For Meghan -- daughter of John McCain -- the inaccuracies of the book struck a personal chord, as she explained:
"I read your book, and I think this hits a special place for me because my family has been the subject of a book like this -- Game Change. And Game Change was written...a lot of disgruntled staffers...it's the disgruntled staffers who aren't loyal to their principal that give interviews like this. So I'm curious: when you talk about staff...you didn't talk to his cabinet. Did you ever interview Jared and Ivanka? And how can I trust some of these quotes when -- again -- Tony Blair, Tom Barack, Kate Walsh, Anna Wintour...all these people are denying these stories and quotes attributed to them?"

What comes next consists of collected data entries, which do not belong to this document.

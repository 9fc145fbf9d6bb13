//! Node
//!
//! A decision node splits on one attribute and maps every value observed for it
//! during training to either a class label or a further node.
use crate::data::{partition, validate_attributes, Category};
use crate::errors::Id3Error;
use crate::metric::calc_information_gain;
use crate::utils::{homogeneous_label, majority_label};
use hashbrown::HashMap;
use log::{debug, trace, warn};
use rayon::prelude::*;
use serde::{Deserialize, Serialize};
use std::fmt;

/// Where a value of the split attribute leads.
#[derive(Deserialize, Serialize, Clone, Debug, PartialEq)]
pub enum Path<V: Category> {
    /// Terminal class label.
    Leaf(V),
    /// Further node to split on.
    Branch(Box<Node<V>>),
}

#[derive(Deserialize, Serialize, Clone, Debug, PartialEq)]
pub struct Node<V: Category> {
    attribute: Option<usize>,
    paths: HashMap<V, Path<V>>,
}

impl<V: Category> Default for Node<V> {
    fn default() -> Self {
        Self::new()
    }
}

impl<V: Category> Node<V> {
    /// Create an empty node, to be populated with `build`.
    pub fn new() -> Self {
        Node {
            attribute: None,
            paths: HashMap::new(),
        }
    }

    /// The attribute this node splits on, `None` until built.
    pub fn attribute(&self) -> Option<usize> {
        self.attribute
    }

    pub fn paths(&self) -> &HashMap<V, Path<V>> {
        &self.paths
    }

    /// Get the path that should be traveled down, given a value.
    pub fn get_path(&self, value: &V) -> Option<&Path<V>> {
        self.paths.get(value)
    }

    pub fn is_built(&self) -> bool {
        self.attribute.is_some()
    }

    /// Build this node, and recursively its children, from a data set.
    ///
    /// * `data_set` - Rows of attribute values, each ending with the target class.
    pub fn build<R: AsRef<[V]>>(&mut self, data_set: &[R]) -> Result<(), Id3Error> {
        self.build_with(data_set, false)
    }

    /// Build this node, optionally evaluating attribute gains and
    /// child subtrees on the rayon thread pool.
    pub fn build_with<R: AsRef<[V]>>(&mut self, data_set: &[R], parallel: bool) -> Result<(), Id3Error> {
        let n_attributes = validate_attributes(data_set)?;
        let rows: Vec<&[V]> = data_set.iter().map(|point| point.as_ref()).collect();
        self.grow(&rows, n_attributes, parallel, 0);
        Ok(())
    }

    fn grow(&mut self, data_set: &[&[V]], n_attributes: usize, parallel: bool, depth: usize) {
        let (attribute, gain) = best_attribute(data_set, n_attributes, parallel);
        debug!(
            "Depth {}: splitting {} data points on attribute {} (gain {:.6}).",
            depth,
            data_set.len(),
            attribute,
            gain
        );
        self.attribute = Some(attribute);

        let groups = partition(data_set, attribute);
        let n_rows = data_set.len();
        let grow_group = |(value, subset): (&V, Vec<&[V]>)| {
            let path = Self::grow_path(&subset, n_rows, n_attributes, parallel, depth);
            (value.clone(), path)
        };
        self.paths = if parallel {
            groups.into_par_iter().map(grow_group).collect()
        } else {
            groups.into_iter().map(grow_group).collect()
        };
    }

    fn grow_path(subset: &[&[V]], n_parent: usize, n_attributes: usize, parallel: bool, depth: usize) -> Path<V> {
        if let Some(label) = homogeneous_label(subset) {
            trace!("Depth {}: leaf {:?} for {} data points.", depth, label, subset.len());
            return Path::Leaf(label.clone());
        }
        // The split column is kept in the subset, so a group that holds every
        // row of its parent would rebuild the same node forever.
        let exhausted = n_attributes == 1 || subset.len() == n_parent;
        if exhausted {
            let (label, tied) = majority_label(subset);
            if n_attributes > 1 {
                warn!(
                    "Depth {}: no attribute separates {} data points, falling back to majority vote.",
                    depth,
                    subset.len()
                );
            }
            if tied {
                warn!("Depth {}: majority vote tied, picked first seen class {:?}.", depth, label);
            }
            return Path::Leaf(label.clone());
        }
        let mut child = Node::new();
        child.grow(subset, n_attributes, parallel, depth + 1);
        Path::Branch(Box::new(child))
    }

    /// Predict the class of an input holding attribute values only.
    ///
    /// * `input` - Attribute values, in the column order used to build the node.
    pub fn decide(&self, input: &[V]) -> Result<&V, Id3Error> {
        let attribute = self.attribute.ok_or(Id3Error::NotFitted)?;
        let value = input.get(attribute).ok_or(Id3Error::InputLength {
            expected: attribute + 1,
            found: input.len(),
        })?;
        match self.paths.get(value) {
            Some(Path::Branch(child)) => child.decide(input),
            Some(Path::Leaf(label)) => Ok(label),
            None => Err(Id3Error::UnseenValue {
                attribute,
                value: format!("{:?}", value),
            }),
        }
    }

    /// Number of decision levels, a node with only leaves has depth 1.
    pub fn depth(&self) -> usize {
        let below = self
            .paths
            .values()
            .map(|path| match path {
                Path::Branch(child) => child.depth(),
                Path::Leaf(_) => 0,
            })
            .max()
            .unwrap_or(0);
        usize::from(self.is_built()) + below
    }

    /// Number of decision nodes, this one included.
    pub fn n_nodes(&self) -> usize {
        let children: usize = self
            .paths
            .values()
            .map(|path| match path {
                Path::Branch(child) => child.n_nodes(),
                Path::Leaf(_) => 0,
            })
            .sum();
        usize::from(self.is_built()) + children
    }

    /// Number of terminal class labels reachable from this node.
    pub fn n_leaves(&self) -> usize {
        self.paths
            .values()
            .map(|path| match path {
                Path::Branch(child) => child.n_leaves(),
                Path::Leaf(_) => 1,
            })
            .sum()
    }

    fn fmt_level(&self, f: &mut fmt::Formatter, level: usize) -> fmt::Result {
        let indent = "      ".repeat(level);
        for (value, path) in &self.paths {
            match path {
                Path::Leaf(label) => writeln!(f, "{}{:?} -> leaf={:?}", indent, value, label)?,
                Path::Branch(child) => {
                    writeln!(f, "{}{:?} -> {}", indent, value, child.header())?;
                    child.fmt_level(f, level + 1)?;
                }
            }
        }
        Ok(())
    }

    fn header(&self) -> String {
        match self.attribute {
            Some(attribute) => format!("[attribute {}]", attribute),
            None => String::from("[empty]"),
        }
    }
}

/// Select the attribute with the strictly greatest information gain,
/// the lowest index wins ties.
fn best_attribute<V: Category>(data_set: &[&[V]], n_attributes: usize, parallel: bool) -> (usize, f64) {
    let gains: Vec<f64> = if parallel {
        (0..n_attributes)
            .into_par_iter()
            .map(|i| calc_information_gain(data_set, i))
            .collect()
    } else {
        (0..n_attributes).map(|i| calc_information_gain(data_set, i)).collect()
    };
    let mut best = (0, f64::NEG_INFINITY);
    for (i, gain) in gains.into_iter().enumerate() {
        if gain > best.1 {
            best = (i, gain);
        }
    }
    best
}

impl<V: Category> fmt::Display for Node<V> {
    // This trait requires `fmt` with this exact signature.
    fn fmt(&self, f: &mut fmt::Formatter) -> fmt::Result {
        writeln!(f, "{}", self.header())?;
        self.fmt_level(f, 1)
    }
}

#[cfg(test)]
mod tests {
    use super::*;

    fn weather() -> Vec<Vec<&'static str>> {
        vec![
            vec!["Sunny", "Hot", "High", "Weak", "No"],
            vec!["Sunny", "Hot", "High", "Strong", "No"],
            vec!["Overcast", "Hot", "High", "Weak", "Yes"],
            vec!["Rain", "Mild", "High", "Weak", "Yes"],
            vec!["Rain", "Cool", "Normal", "Weak", "Yes"],
            vec!["Rain", "Cool", "Normal", "Strong", "No"],
            vec!["Overcast", "Cool", "Normal", "Strong", "Yes"],
            vec!["Sunny", "Mild", "High", "Weak", "No"],
            vec!["Sunny", "Cool", "Normal", "Weak", "Yes"],
            vec!["Rain", "Mild", "Normal", "Weak", "Yes"],
            vec!["Sunny", "Mild", "Normal", "Strong", "Yes"],
            vec!["Overcast", "Mild", "High", "Strong", "Yes"],
            vec!["Overcast", "Hot", "Normal", "Weak", "Yes"],
            vec!["Rain", "Mild", "High", "Strong", "No"],
        ]
    }

    fn branch<'a>(node: &'a Node<&'static str>, value: &'static str) -> &'a Node<&'static str> {
        match node.get_path(&value) {
            Some(Path::Branch(child)) => child.as_ref(),
            other => panic!("Expected a branch for {}, found {:?}", value, other),
        }
    }

    #[test]
    fn test_build_tree_single_class() {
        let data_set = vec![vec!["A", "X"], vec!["A", "X"], vec!["A", "X"]];
        let mut node = Node::new();
        node.build(&data_set).unwrap();

        assert_eq!(node.attribute(), Some(0));
        assert_eq!(node.get_path(&"A"), Some(&Path::Leaf("X")));
        assert_eq!(node.decide(&["A"]).unwrap(), &"X");
    }

    #[test]
    fn test_build_tree_majority() {
        let data_set = vec![vec!["A", "X"], vec!["A", "Y"], vec!["A", "Y"]];
        let mut node = Node::new();
        node.build(&data_set).unwrap();

        assert_eq!(node.attribute(), Some(0));
        assert_eq!(node.get_path(&"A"), Some(&Path::Leaf("Y")));
        assert_eq!(node.decide(&["A"]).unwrap(), &"Y");
    }

    #[test]
    fn test_build_tree_majority_tie() {
        let data_set = vec![vec!["A", "Y"], vec!["A", "X"]];
        let mut node = Node::new();
        node.build(&data_set).unwrap();
        let label = *node.decide(&["A"]).unwrap();
        assert!(label == "X" || label == "Y");
        // Ties resolve to the first class seen.
        assert_eq!(label, "Y");
    }

    #[test]
    fn test_build_tree_weather() {
        let mut node = Node::new();
        node.build(&weather()).unwrap();

        // Root attribute is Outlook.
        assert_eq!(node.attribute(), Some(0));

        let sunny = branch(&node, "Sunny");
        assert_eq!(sunny.attribute(), Some(2));
        let rain = branch(&node, "Rain");
        assert_eq!(rain.attribute(), Some(3));
        assert_eq!(node.get_path(&"Overcast"), Some(&Path::Leaf("Yes")));

        assert_eq!(sunny.get_path(&"High"), Some(&Path::Leaf("No")));
        assert_eq!(sunny.get_path(&"Normal"), Some(&Path::Leaf("Yes")));
        assert_eq!(rain.get_path(&"Strong"), Some(&Path::Leaf("No")));
        assert_eq!(rain.get_path(&"Weak"), Some(&Path::Leaf("Yes")));

        assert_eq!(node.decide(&["Overcast", "Hot", "High", "Strong"]).unwrap(), &"Yes");
        assert_eq!(node.decide(&["Rain", "Hot", "High", "Strong"]).unwrap(), &"No");
        assert_eq!(node.decide(&["Rain", "Hot", "High", "Weak"]).unwrap(), &"Yes");
        assert_eq!(node.decide(&["Sunny", "Hot", "High", "Weak"]).unwrap(), &"No");
        assert_eq!(node.decide(&["Sunny", "Hot", "Normal", "Weak"]).unwrap(), &"Yes");

        assert_eq!(node.depth(), 2);
        assert_eq!(node.n_nodes(), 3);
        assert_eq!(node.n_leaves(), 5);
    }

    #[test]
    fn test_parallel_build_matches_sequential() {
        let mut sequential = Node::new();
        sequential.build(&weather()).unwrap();
        let mut parallel = Node::new();
        parallel.build_with(&weather(), true).unwrap();
        assert_eq!(sequential, parallel);
    }

    #[test]
    fn test_training_rows_round_trip() {
        let data_set = weather();
        let mut node = Node::new();
        node.build(&data_set).unwrap();
        for point in &data_set {
            let (input, label) = point.split_at(point.len() - 1);
            assert_eq!(node.decide(input).unwrap(), &label[0]);
            // Repeated decisions do not change.
            assert_eq!(node.decide(input).unwrap(), &label[0]);
        }
    }

    #[test]
    fn test_zero_gain_everywhere_terminates() {
        // Neither column carries information, the constant column 0 is picked
        // and its single group falls back to a majority vote.
        let data_set = vec![
            vec!["A", "P", "X"],
            vec!["A", "Q", "Y"],
            vec!["A", "P", "Y"],
            vec!["A", "Q", "X"],
        ];
        let mut node = Node::new();
        node.build(&data_set).unwrap();
        assert_eq!(node.attribute(), Some(0));
        assert_eq!(node.paths().len(), 1);
        assert_eq!(node.get_path(&"A"), Some(&Path::Leaf("X")));
    }

    #[test]
    fn test_used_column_reselected_in_child() {
        let data_set = vec![
            vec!["A", "P", "X"],
            vec!["A", "Q", "Y"],
            vec!["A", "P", "Y"],
            vec!["A", "Q", "X"],
            vec!["B", "P", "Z"],
            vec!["B", "Q", "Z"],
        ];
        let mut node = Node::new();
        node.build(&data_set).unwrap();
        assert_eq!(node.attribute(), Some(0));
        assert_eq!(node.get_path(&"B"), Some(&Path::Leaf("Z")));

        // The child splits on the already used column 0 again, leaving a
        // single path node.
        let child = branch(&node, "A");
        assert_eq!(child.attribute(), Some(0));
        assert_eq!(child.paths().len(), 1);
        assert_eq!(child.get_path(&"A"), Some(&Path::Leaf("X")));
    }

    #[test]
    fn test_decide_unseen_value() {
        let mut node = Node::new();
        node.build(&weather()).unwrap();
        assert_eq!(
            node.decide(&["Snow", "Hot", "High", "Weak"]),
            Err(Id3Error::UnseenValue {
                attribute: 0,
                value: String::from("\"Snow\"")
            })
        );
    }

    #[test]
    fn test_decide_short_input() {
        let mut node = Node::new();
        node.build(&weather()).unwrap();
        assert_eq!(
            node.decide(&["Sunny", "Hot"]),
            Err(Id3Error::InputLength { expected: 3, found: 2 })
        );
    }

    #[test]
    fn test_decide_empty_node() {
        let node: Node<&str> = Node::new();
        assert_eq!(node.decide(&["A"]), Err(Id3Error::NotFitted));
        assert_eq!(node.depth(), 0);
        assert_eq!(node.n_nodes(), 0);
    }

    #[test]
    fn test_build_errors() {
        let mut node = Node::new();
        let data_set: Vec<Vec<&str>> = Vec::new();
        assert_eq!(node.build(&data_set), Err(Id3Error::EmptyDataSet));
        let data_set = vec![vec!["X"], vec!["Y"]];
        assert_eq!(node.build(&data_set), Err(Id3Error::NoAttributes));
        let data_set = vec![vec!["A", "X"], vec!["Y"]];
        assert_eq!(
            node.build(&data_set),
            Err(Id3Error::RaggedDataSet {
                row: 1,
                expected: 2,
                found: 1
            })
        );
        assert!(!node.is_built());
    }

    #[test]
    fn test_display() {
        let mut node = Node::new();
        node.build(&weather()).unwrap();
        let printed = format!("{}", node);
        assert!(printed.starts_with("[attribute 0]\n"));
        assert!(printed.contains("\"Overcast\" -> leaf=\"Yes\""));
        assert!(printed.contains("\"Sunny\" -> [attribute 2]"));
        assert!(printed.contains("            \"High\" -> leaf=\"No\""));
    }
}
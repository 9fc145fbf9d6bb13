//! Tree Configuration
//!
//! Defines the configuration used when fitting a decision tree, and the
//! JSON persistence shared by fitted models.
use crate::errors::Id3Error;
use serde::{de::DeserializeOwned, Deserialize, Serialize};
use std::fs;
use std::path::Path;

/// Settings for fitting a decision tree.
#[derive(Serialize, Deserialize, Clone, Copy, PartialEq, Debug, Default)]
pub struct TreeConfig {
    /// Evaluate attribute gains and child subtrees on the rayon thread pool.
    #[serde(default)]
    pub parallel: bool,
}

/// IO
pub trait ModelIO: Serialize + DeserializeOwned + Sized {
    /// Save a model as a json object to a file.
    ///
    /// * `path` - Path to save model.
    fn save_model<P: AsRef<Path>>(&self, path: P) -> Result<(), Id3Error> {
        fs::write(path, self.json_dump()?).map_err(|e| Id3Error::UnableToWrite(e.to_string()))
    }

    /// Dump a model as a json object
    fn json_dump(&self) -> Result<String, Id3Error> {
        serde_json::to_string(self).map_err(|e| Id3Error::UnableToWrite(e.to_string()))
    }

    /// Load a model from Json string
    ///
    /// * `json_str` - String object, which can be serialized to json.
    fn from_json(json_str: &str) -> Result<Self, Id3Error> {
        serde_json::from_str::<Self>(json_str).map_err(|e| Id3Error::UnableToRead(e.to_string()))
    }

    /// Load a model from a path to a json model object.
    ///
    /// * `path` - Path to load model from.
    fn load_model<P: AsRef<Path>>(path: P) -> Result<Self, Id3Error> {
        let json_str = fs::read_to_string(path).map_err(|e| Id3Error::UnableToRead(e.to_string()))?;
        Self::from_json(&json_str)
    }
}

impl ModelIO for TreeConfig {}
//! ID3 decision trees over categorical attribute data.
//!
//! Every data point is a row of attribute values followed by its target class.
//! A tree is grown by repeatedly splitting on the attribute with the highest
//! information gain, and classifies new inputs by walking from the root.

// Modules
pub mod config;
pub mod data;
pub mod errors;
pub mod metric;
pub mod node;
pub mod tree;
pub mod utils;

// Individual classes, and functions
pub use config::{ModelIO, TreeConfig};
pub use data::Category;
pub use errors::Id3Error;
pub use metric::{entropy, information_gain};
pub use node::{Node, Path};
pub use tree::DecisionTree;
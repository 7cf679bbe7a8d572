use std::sync::OnceLock;

use regex::Regex;
use unicode_normalization::UnicodeNormalization;

/// Group name used when a "pick N" cell has nothing before the marker.
pub const DEFAULT_GROUP_NAME: &str = "선택";

/// A parsed `<name>택<N>` cell.
#[derive(Debug, Clone, PartialEq, Eq)]
pub struct PickLimit {
    pub group_name: String,
    pub limit: u32,
}

fn pick_pattern() -> &'static Regex {
    static PATTERN: OnceLock<Regex> = OnceLock::new();
    PATTERN.get_or_init(|| Regex::new(r"택([0-9]+)").expect("pick pattern is valid"))
}

/// Parse a free-text "pick N" cell such as `과학탐구 택2`.
///
/// The cell is NFKC-folded first, so full-width digits count; the digits must
/// follow `택` directly. Returns `None` when the marker is absent or the limit
/// is not a positive integer; such courses are unconstrained. Both course construction and the
/// limit table go through this function so their values agree.
pub fn parse_pick_limit(text: &str) -> Option<PickLimit> {
    let folded: String = text.nfkc().collect();
    let text = folded.trim();
    if text.is_empty() {
        return None;
    }
    let caps = pick_pattern().captures(text)?;
    let marker = caps.get(0)?;
    let limit: u32 = caps.get(1)?.as_str().parse().ok()?;
    if limit == 0 {
        return None;
    }

    let name = text[..marker.start()].trim();
    let group_name = if name.is_empty() {
        DEFAULT_GROUP_NAME.to_string()
    } else {
        name.to_string()
    };

    Some(PickLimit { group_name, limit })
}
use std::collections::{BTreeMap, BTreeSet};

use eframe::egui::Color32;
use palette::{Hsl, IntoColor, Srgb};

// ---------------------------------------------------------------------------
// Color palette generator
// ---------------------------------------------------------------------------

/// Generates `n` visually distinct colours using evenly spaced hues.
pub fn generate_palette(n: usize) -> Vec<Color32> {
    if n == 0 {
        return Vec::new();
    }
    (0..n)
        .map(|i| {
            let hue = (i as f32 / n as f32) * 360.0;
            let hsl = Hsl::new(hue, 0.65, 0.5);
            let rgb: Srgb = hsl.into_color();
            Color32::from_rgb(
                (rgb.red * 255.0) as u8,
                (rgb.green * 255.0) as u8,
                (rgb.blue * 255.0) as u8,
            )
        })
        .collect()
}

// ---------------------------------------------------------------------------
// Subject area → Color32
// ---------------------------------------------------------------------------

/// Gives every subject area of a catalog its own colour.
#[derive(Debug, Clone)]
pub struct ColorMap {
    mapping: BTreeMap<String, Color32>,
    default_color: Color32,
}

impl ColorMap {
    pub fn new(subject_areas: &BTreeSet<String>) -> Self {
        let palette = generate_palette(subject_areas.len());
        let mapping = subject_areas.iter().cloned().zip(palette).collect();

        ColorMap {
            mapping,
            default_color: Color32::GRAY,
        }
    }

    pub fn color_for(&self, subject_area: &str) -> Color32 {
        self.mapping
            .get(subject_area)
            .copied()
            .unwrap_or(self.default_color)
    }
}
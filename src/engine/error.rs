use thiserror::Error;

/// A rejected toggle. State is never changed when one of these is returned.
#[derive(Debug, Clone, PartialEq, Eq, Error)]
pub enum SelectionError {
    #[error("no course named '{name}' in {semester}")]
    UnknownCourse { semester: String, name: String },

    #[error("'{name}' is a required course and cannot be toggled")]
    RequiredCourse { semester: String, name: String },

    #[error("at most {limit} courses may be selected from group '{group}'")]
    QuotaExceeded { group: String, limit: u32 },
}

impl SelectionError {
    /// Unknown or required courses: the caller asked for something meaningless.
    pub fn is_invalid_operation(&self) -> bool {
        matches!(
            self,
            SelectionError::UnknownCourse { .. } | SelectionError::RequiredCourse { .. }
        )
    }
}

Wolff claimed he gleaned inflammatory information from an off-the-record dinner at his house. Furthermore, he dismissed the NYT's excoriation of his failed attempts at factual reporting with an allegation of simple journalistic jealousy:
"When you write a book like this...I mean, the New York Times is going into a bit of apoplexy about this, because...I kind of scooped them."
Riiight. So, The Times is jealous because he beat them to the punch of writing a book filled with stories and quotes that are denied by those to which they're attributed?
Meghan wouldn't relent, and the video is glorious to watch.
Wolff maintained that the book wasn't personal. "There is no 'I' in this book; I don't appear in this book," he said. It seems that, along with the author, another thing that doesn't appear in the book...is the truth.